Copy each line below in which the string "VecDeque" occurs.

---

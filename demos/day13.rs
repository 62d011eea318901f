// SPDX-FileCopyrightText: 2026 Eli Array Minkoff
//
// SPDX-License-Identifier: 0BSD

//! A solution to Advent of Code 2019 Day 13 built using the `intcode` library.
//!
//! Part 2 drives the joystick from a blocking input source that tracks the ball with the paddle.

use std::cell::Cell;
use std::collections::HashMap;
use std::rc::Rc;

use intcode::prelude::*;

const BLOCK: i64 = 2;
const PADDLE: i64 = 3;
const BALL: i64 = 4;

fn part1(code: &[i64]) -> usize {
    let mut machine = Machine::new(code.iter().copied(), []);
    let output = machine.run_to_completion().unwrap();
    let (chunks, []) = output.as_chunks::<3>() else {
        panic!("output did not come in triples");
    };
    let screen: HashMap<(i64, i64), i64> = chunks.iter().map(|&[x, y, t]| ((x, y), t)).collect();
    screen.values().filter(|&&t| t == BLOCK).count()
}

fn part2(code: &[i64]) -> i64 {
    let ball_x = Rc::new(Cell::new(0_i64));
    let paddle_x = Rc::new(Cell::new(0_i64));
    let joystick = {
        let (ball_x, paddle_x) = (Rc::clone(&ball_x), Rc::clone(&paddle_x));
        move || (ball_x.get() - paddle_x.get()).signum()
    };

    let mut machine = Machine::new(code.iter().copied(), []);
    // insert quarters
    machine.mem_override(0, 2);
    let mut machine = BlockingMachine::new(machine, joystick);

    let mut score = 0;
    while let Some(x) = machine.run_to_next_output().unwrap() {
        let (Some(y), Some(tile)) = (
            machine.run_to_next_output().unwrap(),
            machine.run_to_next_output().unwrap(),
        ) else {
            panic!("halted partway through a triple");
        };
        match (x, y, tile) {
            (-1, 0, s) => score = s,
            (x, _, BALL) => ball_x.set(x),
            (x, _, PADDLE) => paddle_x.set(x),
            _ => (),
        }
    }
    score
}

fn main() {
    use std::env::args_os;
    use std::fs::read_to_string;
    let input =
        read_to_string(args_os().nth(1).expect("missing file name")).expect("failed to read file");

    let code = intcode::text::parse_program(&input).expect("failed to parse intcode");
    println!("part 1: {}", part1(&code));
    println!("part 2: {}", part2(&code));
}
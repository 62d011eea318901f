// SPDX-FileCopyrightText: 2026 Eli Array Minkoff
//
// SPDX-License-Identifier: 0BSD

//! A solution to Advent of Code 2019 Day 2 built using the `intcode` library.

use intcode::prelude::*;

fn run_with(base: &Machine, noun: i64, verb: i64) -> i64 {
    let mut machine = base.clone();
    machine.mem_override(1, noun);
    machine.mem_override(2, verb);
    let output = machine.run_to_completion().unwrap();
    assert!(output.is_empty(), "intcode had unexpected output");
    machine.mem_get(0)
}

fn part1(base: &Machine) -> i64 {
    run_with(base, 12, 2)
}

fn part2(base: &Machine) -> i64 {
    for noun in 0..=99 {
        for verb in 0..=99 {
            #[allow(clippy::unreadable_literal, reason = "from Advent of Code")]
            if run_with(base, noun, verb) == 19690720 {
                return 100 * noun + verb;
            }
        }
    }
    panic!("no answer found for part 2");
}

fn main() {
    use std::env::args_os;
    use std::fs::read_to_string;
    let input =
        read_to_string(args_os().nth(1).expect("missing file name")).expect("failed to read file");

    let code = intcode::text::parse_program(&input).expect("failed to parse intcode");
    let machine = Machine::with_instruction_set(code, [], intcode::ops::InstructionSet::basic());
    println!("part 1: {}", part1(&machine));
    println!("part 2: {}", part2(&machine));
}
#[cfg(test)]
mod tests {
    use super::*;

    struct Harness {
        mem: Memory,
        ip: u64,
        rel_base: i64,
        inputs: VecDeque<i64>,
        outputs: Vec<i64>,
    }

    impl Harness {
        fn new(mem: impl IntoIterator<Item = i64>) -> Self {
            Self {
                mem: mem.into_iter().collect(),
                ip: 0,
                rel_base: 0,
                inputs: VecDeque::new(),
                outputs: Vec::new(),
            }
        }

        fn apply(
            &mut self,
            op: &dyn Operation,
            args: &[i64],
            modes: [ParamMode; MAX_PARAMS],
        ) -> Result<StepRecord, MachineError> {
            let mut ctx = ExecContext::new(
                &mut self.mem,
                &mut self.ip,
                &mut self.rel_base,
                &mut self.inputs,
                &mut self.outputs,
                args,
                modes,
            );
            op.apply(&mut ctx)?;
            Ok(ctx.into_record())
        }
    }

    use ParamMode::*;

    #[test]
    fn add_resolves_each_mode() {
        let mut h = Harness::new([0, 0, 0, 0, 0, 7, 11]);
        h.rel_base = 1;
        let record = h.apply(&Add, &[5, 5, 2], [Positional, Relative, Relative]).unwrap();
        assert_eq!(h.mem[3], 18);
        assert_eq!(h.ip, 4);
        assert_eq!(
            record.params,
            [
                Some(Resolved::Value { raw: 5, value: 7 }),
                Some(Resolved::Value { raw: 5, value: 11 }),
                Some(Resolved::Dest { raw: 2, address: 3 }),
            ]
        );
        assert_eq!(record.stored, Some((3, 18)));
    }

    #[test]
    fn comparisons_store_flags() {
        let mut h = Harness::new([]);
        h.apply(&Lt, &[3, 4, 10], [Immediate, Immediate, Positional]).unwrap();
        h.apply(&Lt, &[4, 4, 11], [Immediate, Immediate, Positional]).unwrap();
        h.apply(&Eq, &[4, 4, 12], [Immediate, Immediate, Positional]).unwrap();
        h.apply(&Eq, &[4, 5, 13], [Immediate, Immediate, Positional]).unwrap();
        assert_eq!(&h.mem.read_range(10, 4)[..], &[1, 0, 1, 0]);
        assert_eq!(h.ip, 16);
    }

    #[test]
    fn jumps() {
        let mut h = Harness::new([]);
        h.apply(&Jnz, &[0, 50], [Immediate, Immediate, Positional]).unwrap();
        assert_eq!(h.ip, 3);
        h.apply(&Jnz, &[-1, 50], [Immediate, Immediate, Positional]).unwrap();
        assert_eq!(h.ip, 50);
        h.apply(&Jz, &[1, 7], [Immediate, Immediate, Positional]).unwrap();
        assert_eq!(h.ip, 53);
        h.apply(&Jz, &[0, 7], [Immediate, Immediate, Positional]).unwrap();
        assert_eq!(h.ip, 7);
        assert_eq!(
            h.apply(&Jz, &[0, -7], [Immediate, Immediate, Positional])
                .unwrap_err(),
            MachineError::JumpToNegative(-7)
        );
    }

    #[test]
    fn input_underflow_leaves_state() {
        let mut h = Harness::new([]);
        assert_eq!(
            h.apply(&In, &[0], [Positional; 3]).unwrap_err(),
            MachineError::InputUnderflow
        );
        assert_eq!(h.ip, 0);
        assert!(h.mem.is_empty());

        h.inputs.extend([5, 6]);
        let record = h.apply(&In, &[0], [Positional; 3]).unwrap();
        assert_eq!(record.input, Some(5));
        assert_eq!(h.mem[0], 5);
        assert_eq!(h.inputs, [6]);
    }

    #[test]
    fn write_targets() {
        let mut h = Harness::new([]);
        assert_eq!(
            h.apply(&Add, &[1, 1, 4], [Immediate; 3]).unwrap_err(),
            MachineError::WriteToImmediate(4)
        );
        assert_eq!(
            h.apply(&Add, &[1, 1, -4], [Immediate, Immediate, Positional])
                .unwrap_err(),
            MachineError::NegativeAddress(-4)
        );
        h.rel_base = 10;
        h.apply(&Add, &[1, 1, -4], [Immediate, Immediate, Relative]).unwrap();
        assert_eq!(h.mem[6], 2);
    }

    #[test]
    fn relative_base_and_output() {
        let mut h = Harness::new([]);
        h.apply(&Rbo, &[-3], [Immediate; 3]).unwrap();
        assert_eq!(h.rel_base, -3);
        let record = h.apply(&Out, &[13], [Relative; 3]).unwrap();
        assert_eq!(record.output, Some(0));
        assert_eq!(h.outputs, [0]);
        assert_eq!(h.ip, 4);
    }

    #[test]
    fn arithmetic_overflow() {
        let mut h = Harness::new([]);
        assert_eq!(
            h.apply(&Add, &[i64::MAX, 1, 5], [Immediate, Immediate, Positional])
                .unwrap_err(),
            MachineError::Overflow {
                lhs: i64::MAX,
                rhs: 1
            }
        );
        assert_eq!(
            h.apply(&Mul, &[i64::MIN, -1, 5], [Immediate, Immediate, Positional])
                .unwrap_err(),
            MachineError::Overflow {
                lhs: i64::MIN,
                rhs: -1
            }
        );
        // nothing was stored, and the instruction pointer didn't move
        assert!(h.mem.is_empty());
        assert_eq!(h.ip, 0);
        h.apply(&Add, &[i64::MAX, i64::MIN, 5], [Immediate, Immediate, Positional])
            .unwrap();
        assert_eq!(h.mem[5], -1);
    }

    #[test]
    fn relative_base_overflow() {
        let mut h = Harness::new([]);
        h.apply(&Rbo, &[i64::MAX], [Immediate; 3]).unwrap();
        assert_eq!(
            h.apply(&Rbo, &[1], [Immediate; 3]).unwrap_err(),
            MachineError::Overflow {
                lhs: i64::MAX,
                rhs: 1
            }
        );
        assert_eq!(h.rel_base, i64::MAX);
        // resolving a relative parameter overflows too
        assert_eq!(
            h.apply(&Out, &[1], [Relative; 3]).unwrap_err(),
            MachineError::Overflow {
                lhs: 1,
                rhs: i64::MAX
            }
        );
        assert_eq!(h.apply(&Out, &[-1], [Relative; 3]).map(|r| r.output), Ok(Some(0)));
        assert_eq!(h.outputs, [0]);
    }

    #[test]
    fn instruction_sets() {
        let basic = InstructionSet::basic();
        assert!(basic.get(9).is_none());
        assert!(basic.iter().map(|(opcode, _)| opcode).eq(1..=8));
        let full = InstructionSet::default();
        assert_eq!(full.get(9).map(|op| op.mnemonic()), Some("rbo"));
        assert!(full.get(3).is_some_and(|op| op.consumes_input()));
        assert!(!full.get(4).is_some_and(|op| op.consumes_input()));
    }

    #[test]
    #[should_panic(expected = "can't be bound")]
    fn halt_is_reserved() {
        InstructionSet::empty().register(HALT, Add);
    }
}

---

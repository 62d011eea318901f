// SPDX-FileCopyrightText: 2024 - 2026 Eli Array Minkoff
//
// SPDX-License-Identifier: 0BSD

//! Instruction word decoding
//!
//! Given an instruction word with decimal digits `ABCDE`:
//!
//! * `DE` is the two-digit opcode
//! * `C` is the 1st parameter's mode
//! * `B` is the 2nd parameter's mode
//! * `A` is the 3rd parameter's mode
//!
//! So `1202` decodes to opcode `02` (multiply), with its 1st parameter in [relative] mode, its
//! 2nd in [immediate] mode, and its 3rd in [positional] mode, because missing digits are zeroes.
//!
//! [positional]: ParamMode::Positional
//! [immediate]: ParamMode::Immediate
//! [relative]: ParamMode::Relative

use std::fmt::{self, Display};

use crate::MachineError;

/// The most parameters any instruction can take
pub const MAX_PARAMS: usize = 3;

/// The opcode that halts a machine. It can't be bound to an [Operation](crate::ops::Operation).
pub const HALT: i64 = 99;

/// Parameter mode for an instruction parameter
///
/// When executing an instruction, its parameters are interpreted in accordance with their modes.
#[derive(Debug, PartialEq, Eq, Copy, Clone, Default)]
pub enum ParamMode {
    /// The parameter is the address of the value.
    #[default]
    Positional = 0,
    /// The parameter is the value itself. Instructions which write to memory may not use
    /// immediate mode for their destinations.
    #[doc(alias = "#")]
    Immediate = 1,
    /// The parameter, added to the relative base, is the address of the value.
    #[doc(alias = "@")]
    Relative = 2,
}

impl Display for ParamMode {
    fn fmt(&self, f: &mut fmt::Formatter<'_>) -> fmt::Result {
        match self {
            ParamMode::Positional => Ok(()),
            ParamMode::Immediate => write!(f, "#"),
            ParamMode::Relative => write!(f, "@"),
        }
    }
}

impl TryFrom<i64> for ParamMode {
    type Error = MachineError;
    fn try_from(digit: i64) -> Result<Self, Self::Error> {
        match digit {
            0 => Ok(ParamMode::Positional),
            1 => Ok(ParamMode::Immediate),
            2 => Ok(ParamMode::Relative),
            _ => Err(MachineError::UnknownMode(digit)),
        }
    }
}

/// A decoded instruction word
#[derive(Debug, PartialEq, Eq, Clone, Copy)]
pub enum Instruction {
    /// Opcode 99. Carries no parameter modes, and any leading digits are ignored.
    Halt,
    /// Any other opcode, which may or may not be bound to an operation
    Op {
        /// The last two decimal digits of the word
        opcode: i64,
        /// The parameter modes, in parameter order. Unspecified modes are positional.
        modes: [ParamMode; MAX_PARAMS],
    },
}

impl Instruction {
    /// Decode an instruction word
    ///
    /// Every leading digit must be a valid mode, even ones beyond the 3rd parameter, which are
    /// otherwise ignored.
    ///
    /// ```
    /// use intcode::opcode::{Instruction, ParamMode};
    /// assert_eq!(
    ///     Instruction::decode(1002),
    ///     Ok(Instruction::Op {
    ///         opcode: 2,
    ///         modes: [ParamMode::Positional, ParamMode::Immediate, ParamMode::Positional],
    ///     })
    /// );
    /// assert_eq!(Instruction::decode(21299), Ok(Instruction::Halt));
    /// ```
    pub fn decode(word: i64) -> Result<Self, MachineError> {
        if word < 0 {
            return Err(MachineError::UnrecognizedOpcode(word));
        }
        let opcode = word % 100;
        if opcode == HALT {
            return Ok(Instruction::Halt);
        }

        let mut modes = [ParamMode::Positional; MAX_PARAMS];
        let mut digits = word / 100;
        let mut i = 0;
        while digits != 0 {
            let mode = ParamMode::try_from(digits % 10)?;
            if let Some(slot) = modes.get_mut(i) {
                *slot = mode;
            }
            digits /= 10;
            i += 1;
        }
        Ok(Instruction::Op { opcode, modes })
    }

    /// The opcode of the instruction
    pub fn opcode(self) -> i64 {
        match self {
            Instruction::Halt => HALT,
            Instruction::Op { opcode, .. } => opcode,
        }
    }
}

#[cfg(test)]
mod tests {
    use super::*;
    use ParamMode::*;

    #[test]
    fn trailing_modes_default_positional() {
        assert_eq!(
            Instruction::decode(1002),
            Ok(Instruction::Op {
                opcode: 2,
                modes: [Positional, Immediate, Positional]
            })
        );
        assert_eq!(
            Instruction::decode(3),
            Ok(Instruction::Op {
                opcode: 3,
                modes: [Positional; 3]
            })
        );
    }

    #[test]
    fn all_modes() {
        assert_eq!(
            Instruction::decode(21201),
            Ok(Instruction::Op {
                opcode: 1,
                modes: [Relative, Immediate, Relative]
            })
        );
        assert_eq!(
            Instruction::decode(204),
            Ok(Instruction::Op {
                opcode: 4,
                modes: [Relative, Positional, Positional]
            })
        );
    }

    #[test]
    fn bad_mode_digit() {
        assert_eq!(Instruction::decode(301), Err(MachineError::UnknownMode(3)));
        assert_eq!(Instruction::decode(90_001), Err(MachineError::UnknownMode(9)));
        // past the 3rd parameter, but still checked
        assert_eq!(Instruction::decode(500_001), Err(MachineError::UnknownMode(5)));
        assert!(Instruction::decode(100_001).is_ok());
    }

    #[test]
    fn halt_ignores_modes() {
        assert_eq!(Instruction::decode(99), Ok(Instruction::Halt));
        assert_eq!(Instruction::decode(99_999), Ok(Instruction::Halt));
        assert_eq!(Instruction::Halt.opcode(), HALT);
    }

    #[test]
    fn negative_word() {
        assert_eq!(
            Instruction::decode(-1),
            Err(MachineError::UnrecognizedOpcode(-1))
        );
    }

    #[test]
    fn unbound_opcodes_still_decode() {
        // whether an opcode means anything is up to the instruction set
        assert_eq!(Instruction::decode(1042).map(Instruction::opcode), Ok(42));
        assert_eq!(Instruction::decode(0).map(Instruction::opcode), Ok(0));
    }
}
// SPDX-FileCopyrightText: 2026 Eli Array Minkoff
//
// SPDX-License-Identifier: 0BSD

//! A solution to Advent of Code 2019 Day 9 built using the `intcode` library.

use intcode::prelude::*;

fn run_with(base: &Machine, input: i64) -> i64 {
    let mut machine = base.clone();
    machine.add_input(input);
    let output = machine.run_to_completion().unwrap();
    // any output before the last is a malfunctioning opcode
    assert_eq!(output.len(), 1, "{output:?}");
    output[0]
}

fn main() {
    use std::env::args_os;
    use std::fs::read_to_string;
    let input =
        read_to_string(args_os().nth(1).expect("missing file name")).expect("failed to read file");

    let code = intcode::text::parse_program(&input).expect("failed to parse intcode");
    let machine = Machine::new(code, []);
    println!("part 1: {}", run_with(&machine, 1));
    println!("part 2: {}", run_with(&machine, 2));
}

---

## Response to this task
        inputs: VecDeque<i64>,
                inputs: VecDeque::new(),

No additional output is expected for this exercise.